Salvini: Altri 117 immigrati sulla coscienza di Renzi, fermiamo i barconi

Ennessima tragedia in mare. Il segretario del Carroccio torna a puntare il dito contro l'Europa della Merkel e contro il governo Renzi: i «buoni» con le morti sulla coscienza

ROMA - «Altri 117 cadaveri recuperati nel Mediterraneo. Complimenti a Renzi, Boldrini, Merkel e compagnia bella». Lo scrive Matteo Salvini sul suo profilo Facebook. «Loro che sono 'buoni' hanno migliaia di morti sulla coscienza», accusa il leader della Lega, concludendo: «Fermiamo i barconi».

Contro premier e governo
Il leader della Lega Nord torna ad attaccare il premier e il Governo per l'incapacità di gestire i flussi migratori. Si susseguono le tragedie nel mare, l'ultima di poche ore fa quando un barcone di 25 metri è affondato a sud di Creta. L'Europa torna a contare i morti e Salvini torna ad urlare contro i «responsabili» di queste morti. La settimana scorsa, il segretario del Carroccio definiva «complice degli scafisti» Monsignor Galantino, segretario della Cei, convinto che l'Europa dovrebbe permettere a tutti i migranti di arrivare. La risposta di Salvini era stata secca e perentoria: «La quota di immigrati che l'Italia può accogliere in questo momento è zero. Non deve più partire un solo gommone, più ne partono più ne muoiono in mare».

«Sostituzione etnica»
Sempre sul tema immigrazione, Salvini aveva parlato di «genocidio di chi vive in questa Penisola» i cui responsabili sarebbero i vari Renzi, Alfano, Boldrini. Questi porterebbero avanti «una sostituzione etnica e di popoli. Con quelli che coccolano i clandestini e affamano gli italiani.

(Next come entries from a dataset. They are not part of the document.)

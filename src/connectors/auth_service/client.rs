use tracing::Instrument;

use super::connector::AuthServiceConnector;
use super::types::UserProfile;
use crate::connectors::config::AuthServiceConfig;
use crate::connectors::errors::ConnectorError;

/// HTTP-based Auth Service client
pub struct AuthServiceClient {
    pub(crate) base_url: String,
    pub(crate) http_client: reqwest::Client,
}

impl AuthServiceClient {
    /// Create new Auth Service client
    pub fn new(config: AuthServiceConfig) -> Self {
        let timeout = std::time::Duration::from_secs(config.timeout_secs);
        let http_client = reqwest::Client::builder()
            .timeout(timeout)
            .build()
            .expect("Failed to create HTTP client");

        Self {
            base_url: config.base_url.trim_end_matches('/').to_string(),
            http_client,
        }
    }
}

#[async_trait::async_trait]
impl AuthServiceConnector for AuthServiceClient {
    async fn get_user_profile(&self, bearer_token: &str) -> Result<UserProfile, ConnectorError> {
        let span = tracing::info_span!("auth_service_get_user_profile");

        let url = format!("{}/api/me", self.base_url);
        let response = self
            .http_client
            .get(&url)
            .header("Authorization", format!("Bearer {}", bearer_token))
            .send()
            .instrument(span)
            .await
            .map_err(ConnectorError::from)?;

        let status = response.status();
        if status.as_u16() == 401 || status.as_u16() == 403 {
            return Err(ConnectorError::Unauthorized(
                "bearer token rejected by Auth Service".to_string(),
            ));
        }
        if !status.is_success() {
            let body = response.text().await.unwrap_or_default();
            return Err(ConnectorError::HttpError(format!(
                "Auth Service error ({}): {}",
                status.as_u16(),
                body
            )));
        }

        let text = response
            .text()
            .await
            .map_err(|err| ConnectorError::HttpError(err.to_string()))?;
        serde_json::from_str::<UserProfile>(&text)
            .map_err(|_| ConnectorError::InvalidResponse(text))
    }
}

E Napolitano è uno di questi». Dure le parole spese dal leader del Carroccio anche nei confronti dell'Europa: «L'Unione europea è il disegno per annientare i popoli che abitano l'Europa. Quindi cancellare francesi, austriaci, tedeschi, italiani. Tutto nel nome del denaro», dice Salvini. «Siamo in mano a un branco di massoni, venduti e affamatori. Il problema è che se tirano troppo la corda, la corda poi si spezza - continua il leader leghista -. E la gente si sta arrabbiando tanto. Io sto cercando di contenerla e organizzarla in maniera democratica, ma se scherzano col fuoco poi si scottano».